Placement Manager uses a decision function to divide tables into partitions if needed and assign these partitions to server nodes according to placement strategy. When transmit buffer needs to encode data or consistency controller wants to make a request, placement manager passes the partition information to them.

Consistency Controllerdecides when and which data is sent or applied. The main responsi- bilities include sending gradients from transmit buffer to server storage, sending data from server storage to apply buffer, applying data in apply buffer to worker storage, and ensuring all the con- sistency requirements are met. It can also actively request pieces of data from other nodes if the scheme demands. There are many call sites of the controller, such as update, sync, clock, and data or request receiving.

Finally, Comm is a non-overridable component. It provides primitive interfaces for network communication, e.g., global barrier and client/server-side push/pull. In our implementation, we use gRPC [44] as the intermidiate communication mechanism to fairly compare the performance between Tensorflow and our system.

4.2 Use Case

Here we use an example to show how modularized parameter server can help developers imple- ment optimization techniques. In this case, we want to develop a training system with round-robin placement policy, top-1% sparsification, and stale synchronous parallelism.

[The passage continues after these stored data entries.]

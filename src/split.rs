//! Seeded, reproducible dataset partitioning.
//!
//! Membership is decided by one seeded permutation of the record indices, so
//! the held-out subset has exactly `round(fraction * len)` records and the
//! same `(dataset, fraction, seed)` always yields the same subsets.

use crate::dataset::Dataset;
use crate::error::{PipelineError, Result};
use rand::rngs::StdRng;
use rand::seq::SliceRandom;
use rand::SeedableRng;
use tracing::debug;

/// Disjoint train/validation/test partitions of one dataset.
#[derive(Clone, Debug, PartialEq)]
pub struct Partitions {
    pub train: Dataset,
    pub validation: Dataset,
    pub test: Dataset,
}

impl Partitions {
    /// Record counts as `(train, validation, test)`.
    pub fn sizes(&self) -> (usize, usize, usize) {
        (self.train.len(), self.validation.len(), self.test.len())
    }
}

/// Split `n_samples` indices into `(kept, held_out)`.
///
/// `held_out` has exactly `round(fraction * n_samples)` entries. Both vectors
/// are in permutation order.
///
/// # Errors
/// - [`PipelineError::InvalidSplitFraction`] if `fraction` is not strictly inside (0, 1)
/// - [`PipelineError::EmptyInput`] if `n_samples == 0`
pub fn split_indices(n_samples: usize, fraction: f64, seed: u64) -> Result<(Vec<usize>, Vec<usize>)> {
    // NaN fails both comparisons
    if !(fraction > 0.0 && fraction < 1.0) {
        return Err(PipelineError::InvalidSplitFraction(fraction));
    }
    if n_samples == 0 {
        return Err(PipelineError::EmptyInput(
            "cannot split an empty dataset".to_string(),
        ));
    }

    let n_held_out = (fraction * n_samples as f64).round() as usize;

    let mut indices: Vec<usize> = (0..n_samples).collect();
    let mut rng = StdRng::seed_from_u64(seed);
    indices.shuffle(&mut rng);

    let held_out = indices.split_off(n_samples - n_held_out);
    debug!(
        n_samples,
        n_kept = indices.len(),
        n_held_out = held_out.len(),
        seed,
        "split indices"
    );
    Ok((indices, held_out))
}

/// Split `dataset` into `(subset_a, subset_b)` where `subset_b` holds
/// `round(fraction * len)` records.
///
/// Records keep every column, including the label; callers remove the label
/// afterwards with [`Dataset::split_target`].
pub fn split(dataset: &Dataset, fraction: f64, seed: u64) -> Result<(Dataset, Dataset)> {
    let (kept, held_out) = split_indices(dataset.len(), fraction, seed)?;
    Ok((dataset.take(&kept)?, dataset.take(&held_out)?))
}

/// Three-way split built from two successive [`split`] calls.
///
/// The test subset is drawn from the full dataset; the validation subset is
/// then drawn from the remaining records, with `validation_fraction` relative
/// to that remainder. Both calls use `seed`.
pub fn train_validation_test_split(
    dataset: &Dataset,
    test_fraction: f64,
    validation_fraction: f64,
    seed: u64,
) -> Result<Partitions> {
    let (train_full, test) = split(dataset, test_fraction, seed)?;
    let (train, validation) = split(&train_full, validation_fraction, seed)?;

    let partitions = Partitions {
        train,
        validation,
        test,
    };
    let (n_train, n_validation, n_test) = partitions.sizes();
    debug!(n_train, n_validation, n_test, "three-way split");
    Ok(partitions)
}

First, we inherit the placement class and implement the round-robin policy in decision function by assigning partitions to servers in turn, as Code 4.1 shows. The behaviors of encoding and decoding in storages need to be customized to adopt the top-1% sparsification. Code 4.2 shows the encoding function in transmit buffer that partially sorts data to get top 1% gradient values and encodes them into a per server byte stream which contains index/value pairs. Then server storage in Code 4.3 decodes the received byte stream and applies to data storage. Server storage and apply buffer also have similar encoding/decoding procedure. Finally, stale synchronous parallelism is impelemeted in consistency controller, shown in Code 4.4. It ensures that the synchronization requirements are met before the client uses the layer, pushes and pulls data when needed, checks the staleness before sending data from server, and notifies the client and server when requirements are fulfilled.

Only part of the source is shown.